NotImplementedError – If not overwritten in subclass

save()[source]

Saves the Whole experiments

Raises:NotImplementedError – If not overwritten in subclass
setup(*args, **kwargs)[source]

Abstract Method to setup a AbstractNetworkTrainer

Raises:NotImplementedError – if not overwritten by subclass

PyTorchExperiment

class PyTorchExperiment(params: delira.training.parameters.Parameters, model_cls: delira.models.abstract_network.AbstractPyTorchNetwork, name=None, save_path=None, val_score_key=None, optim_builder=<function create_optims_default_pytorch>, checkpoint_freq=1, trainer_cls=<class 'delira.training.pytorch_trainer.PyTorchNetworkTrainer'>, **kwargs)[source]

Bases: delira.training.experiment.AbstractExperiment

Single Experiment for PyTorch Backend

kfold(num_epochs: int, data: List[delira.data_loading.data_manager.BaseDataManager], num_splits=None, shuffle=False, random_seed=None, **kwargs)

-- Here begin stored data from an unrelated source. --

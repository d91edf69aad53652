use crate::common::{hits, html, listing_page, row, test_config, test_user_agent, LISTING_PATH};
use guidance_crawler::crawler::{build_http_client, DetailCrawler, Fetcher, RateLimiter};
use guidance_crawler::extract::Parsers;
use guidance_crawler::{run_crawl, ListingEntry, SearchCriteria};
use std::sync::Arc;
use std::time::Duration;
use wiremock::matchers::{method, path};
use wiremock::{Mock, MockServer, ResponseTemplate};

fn detail_crawler(chapter_attempts: u32) -> DetailCrawler {
    let client = build_http_client(&test_user_agent(), Duration::from_secs(5)).unwrap();
    let fetcher = Arc::new(Fetcher::new(client, 2, Arc::new(RateLimiter::disabled())));
    DetailCrawler::new(
        fetcher,
        Arc::new(Parsers::new().unwrap()),
        chapter_attempts,
        Duration::ZERO,
    )
}

fn entry(server: &MockServer, slug: &str) -> ListingEntry {
    ListingEntry {
        url: format!("{}/guidance/{}", server.uri(), slug),
        title: slug.to_uppercase(),
        reference: slug.to_uppercase(),
        published_date: "2020-01-15".to_string(),
        last_updated: "2021-03-01".to_string(),
        document_type: "Guidance".to_string(),
        programme: None,
    }
}

/// A detail page whose stacked navigation lists the given (href, title) chapters
fn stacked_nav_page(chapters: &[(&str, &str)]) -> String {
    let items: String = chapters
        .iter()
        .map(|(href, title)| {
            format!(
                r#"<li class="stacked-nav__list-item"><a href="{href}">
                    <span class="stacked-nav__content-wrapper">{title}</span></a></li>"#
            )
        })
        .collect();

    format!(
        r#"<html><body>
            <nav class="stacked-nav" aria-label="Chapters">
              <ul class="stacked-nav__list">{items}</ul>
            </nav>
        </body></html>"#
    )
}

async fn mount_page(server: &MockServer, route: &str, body: &str) {
    Mock::given(method("GET"))
        .and(path(route))
        .respond_with(html(body))
        .mount(server)
        .await;
}

#[tokio::test]
async fn test_extraction_cascade_per_chapter() {
    let server = MockServer::start().await;
    mount_page(
        &server,
        "/guidance/ng1",
        &stacked_nav_page(&[
            ("/guidance/ng1/chapter/overview", "Overview"),
            ("/guidance/ng1/chapter/recommendations", "1 Recommendations"),
            ("/guidance/ng1/chapter/summary", "Summary"),
            ("/guidance/ng1/chapter/empty", "Empty"),
        ]),
    )
    .await;
    mount_page(
        &server,
        "/guidance/ng1/chapter/overview",
        r#"<html><body><article>
            <h2>Overview</h2>
            <p>This guideline covers
               care for adults.</p>
        </article></body></html>"#,
    )
    .await;
    mount_page(
        &server,
        "/guidance/ng1/chapter/recommendations",
        r#"<html><body><div class="js-in-page-nav-target"><div class="chapter">
            <h3>1.1 Education</h3>
            <ul><li>Offer a structured programme.</li></ul>
        </div></div></body></html>"#,
    )
    .await;
    mount_page(
        &server,
        "/guidance/ng1/chapter/summary",
        r#"<html><body><div class="section-summary web-viewer-content">
            Short   summary
            text.
        </div></body></html>"#,
    )
    .await;
    mount_page(
        &server,
        "/guidance/ng1/chapter/empty",
        "<html><body><div>nothing recognisable</div></body></html>",
    )
    .await;

    let record = detail_crawler(3).crawl(entry(&server, "ng1")).await;
    let contents = record.contents.expect("detail page was reachable");

    assert_eq!(contents.titles(), vec!["Overview", "1 Recommendations", "Summary"]);
    assert_eq!(
        contents.get("Overview"),
        Some("### Overview ### This guideline covers care for adults.")
    );
    assert_eq!(
        contents.get("1 Recommendations"),
        Some("### 1.1 Education ### Offer a structured programme.")
    );
    assert_eq!(contents.get("Summary"), Some("Short summary text."));
    assert_eq!(contents.get("Empty"), None);
}

#[tokio::test]
async fn test_guidance_menu_navigation() {
    let server = MockServer::start().await;
    mount_page(
        &server,
        "/guidance/ta1",
        r##"<html><body>
            <div id="overview-menu"><a href="/guidance/ta1">Overview</a></div>
            <div id="guidance-menu">
              <ul class="nav nav-list" id="Guidance-Menu">
                <li><a href="/guidance/ta1/chapter/1-guidance">1 Guidance</a></li>
              </ul>
            </div>
            <article><p>Overview text.</p></article>
        </body></html>"##,
    )
    .await;
    mount_page(
        &server,
        "/guidance/ta1/chapter/1-guidance",
        "<html><body><article><p>Recommended as an option.</p></article></body></html>",
    )
    .await;

    let record = detail_crawler(3).crawl(entry(&server, "ta1")).await;
    let contents = record.contents.unwrap();

    assert_eq!(contents.titles(), vec!["Overview", "1 Guidance"]);
    assert_eq!(contents.get("Overview"), Some("Overview text."));
    assert_eq!(contents.get("1 Guidance"), Some("Recommended as an option."));
}

#[tokio::test]
async fn test_no_navigation_gives_empty_contents() {
    let server = MockServer::start().await;
    mount_page(&server, "/guidance/qs1", "<html><body><p>Plain page</p></body></html>").await;

    let record = detail_crawler(3).crawl(entry(&server, "qs1")).await;
    let contents = record.contents.expect("empty contents, not absent");
    assert!(contents.is_empty());
}

#[tokio::test]
async fn test_unreachable_detail_page_gives_no_contents() {
    let server = MockServer::start().await;
    Mock::given(method("GET"))
        .and(path("/guidance/gone"))
        .respond_with(ResponseTemplate::new(404))
        .mount(&server)
        .await;

    let record = detail_crawler(3).crawl(entry(&server, "gone")).await;
    assert!(record.contents.is_none());
    assert_eq!(record.entry.reference, "GONE");
}

#[tokio::test]
async fn test_transient_chapter_failure_is_retried() {
    let server = MockServer::start().await;
    mount_page(
        &server,
        "/guidance/ng5",
        &stacked_nav_page(&[
            ("/guidance/ng5/chapter/flaky", "Flaky"),
            ("/guidance/ng5/chapter/missing", "Missing"),
        ]),
    )
    .await;
    Mock::given(method("GET"))
        .and(path("/guidance/ng5/chapter/flaky"))
        .respond_with(ResponseTemplate::new(503))
        .up_to_n_times(1)
        .with_priority(1)
        .mount(&server)
        .await;
    Mock::given(method("GET"))
        .and(path("/guidance/ng5/chapter/flaky"))
        .respond_with(html("<html><body><article><p>Recovered.</p></article></body></html>"))
        .with_priority(2)
        .mount(&server)
        .await;
    Mock::given(method("GET"))
        .and(path("/guidance/ng5/chapter/missing"))
        .respond_with(ResponseTemplate::new(404))
        .mount(&server)
        .await;

    let record = detail_crawler(3).crawl(entry(&server, "ng5")).await;
    let contents = record.contents.unwrap();

    assert_eq!(contents.titles(), vec!["Flaky"]);
    assert_eq!(contents.get("Flaky"), Some("Recovered."));
    assert_eq!(hits(&server, "/guidance/ng5/chapter/flaky").await, 2);
    // client errors are not retried
    assert_eq!(hits(&server, "/guidance/ng5/chapter/missing").await, 1);
}

#[tokio::test]
async fn test_chapter_retries_are_bounded() {
    let server = MockServer::start().await;
    mount_page(
        &server,
        "/guidance/ng6",
        &stacked_nav_page(&[("/guidance/ng6/chapter/down", "Down")]),
    )
    .await;
    Mock::given(method("GET"))
        .and(path("/guidance/ng6/chapter/down"))
        .respond_with(ResponseTemplate::new(500))
        .mount(&server)
        .await;

    let record = detail_crawler(3).crawl(entry(&server, "ng6")).await;

    assert!(record.contents.unwrap().is_empty());
    assert_eq!(hits(&server, "/guidance/ng6/chapter/down").await, 3);
}

#[tokio::test]
async fn test_full_run_with_contents() {
    let server = MockServer::start().await;
    mount_page(
        &server,
        LISTING_PATH,
        &listing_page(
            1,
            &format!(
                "{}{}",
                row("First", "/guidance/ng1", "NG1"),
                row("Second", "/guidance/ng2", "NG2")
            ),
        ),
    )
    .await;
    mount_page(
        &server,
        "/guidance/ng1",
        &stacked_nav_page(&[("/guidance/ng1/chapter/a", "A")]),
    )
    .await;
    mount_page(
        &server,
        "/guidance/ng1/chapter/a",
        "<html><body><article><p>Chapter A.</p></article></body></html>",
    )
    .await;
    Mock::given(method("GET"))
        .and(path("/guidance/ng2"))
        .respond_with(ResponseTemplate::new(500))
        .mount(&server)
        .await;

    let config = test_config(&server.uri(), vec![SearchCriteria::default()]);
    let outcome = run_crawl(&config).await.unwrap();

    assert_eq!(outcome.records.len(), 2);
    let first = &outcome.records[0];
    assert_eq!(first.reference, "NG1");
    assert_eq!(
        first.contents.as_ref().and_then(|c| c.get("A")),
        Some("Chapter A.")
    );

    let second = &outcome.records[1];
    assert_eq!(second.reference, "NG2");
    assert!(second.contents.is_none());
}
//! Per-record chapter contents files

use crate::output::naming::sanitize;
use crate::output::traits::OutputResult;
use crate::records::MergedRecord;
use std::fs::{self, File};
use std::io::{BufWriter, Write};
use std::path::{Path, PathBuf};

/// Writes one `<reference>.json` file per record that has contents
///
/// Records without a usable reference fall back to the last path segment of
/// their URL. Records with absent or empty contents are skipped.
///
/// # Returns
///
/// The paths written, in record order.
pub fn write_contents_files(records: &[MergedRecord], directory: &Path) -> OutputResult<Vec<PathBuf>> {
    fs::create_dir_all(directory)?;
    let mut written = Vec::new();

    for record in records {
        let Some(contents) = record.contents.as_ref().filter(|c| !c.is_empty()) else {
            continue;
        };

        let Some(name) = file_name(record) else {
            tracing::warn!("No usable file name for contents of {}", record.url);
            continue;
        };

        let path = directory.join(format!("{}.json", name));
        let mut file = BufWriter::new(File::create(&path)?);
        serde_json::to_writer_pretty(&mut file, contents)?;
        file.flush()?;

        written.push(path);
    }

    tracing::info!(
        "Wrote {} contents file(s) to {}",
        written.len(),
        directory.display()
    );
    Ok(written)
}

fn file_name(record: &MergedRecord) -> Option<String> {
    let reference = sanitize(&record.reference);
    if !reference.is_empty() {
        return Some(reference);
    }

    record
        .url
        .trim_end_matches('/')
        .rsplit('/')
        .next()
        .map(sanitize)
        .filter(|s| !s.is_empty() && !s.contains(':'))
}
//! Guidance records and their post-crawl merge
//!
//! Listing rows become [`ListingEntry`] values, detail crawls turn them into
//! [`GuidanceRecord`]s, and [`merge`] collapses duplicates into
//! [`MergedRecord`]s ready for output.

mod merge;
mod types;

pub use merge::merge;
pub use types::{Chapter, ChapterContents, GuidanceRecord, ListingEntry, MergedRecord};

Runs K-Fold Crossvalidation

Parameters:
  • num_epochs (int) – number of epochs to train the model
  • data (list of BaseDataManager) – list of datamanagers (will be split for crossvalidation)
  • num_splits (None or int) – number of splits for kfold if None: len(data) splits will be validated
  • shuffle (bool) – whether or not to shuffle indices for kfold
  • random_seed (None or int) – random seed used to seed the kfold (if shuffle is true), pytorch and numpy
  • **kwargs – additional keyword arguments (completely passed to self.run())
static load(file_name)[source]

Loads whole experiment

Parameters:file_name (str) – file_name to load the experiment from
run(train_data: Union[delira.data_loading.data_manager.BaseDataManager, delira.data_loading.data_manager.ConcatDataManager], val_data: Union[delira.data_loading.data_manager.BaseDataManager, delira.data_loading.data_manager.ConcatDataManager, None], params: Optional[delira.training.parameters.Parameters] = None, **kwargs)[source]

trains single model

Parameters:
  • train_data (BaseDataManager or ConcatDataManager) – holds the trainset
  • val_data (BaseDataManager or ConcatDataManager or None) – holds the validation set (if None: Model will not be validated)
  • params (Parameters) – the parameters to construct a model and network trainer
  • **kwargs – holds additional keyword arguments (which are completly passed to the trainers init)
Returns:

trainer of trained network

Return type:

AbstractNetworkTrainer

Raises:

ValueError – Class has no Attribute params and no parameters were given as function argument

save()[source]

Saves the Whole experiments

setup(params: delira.training.parameters.Parameters, **kwargs)[source]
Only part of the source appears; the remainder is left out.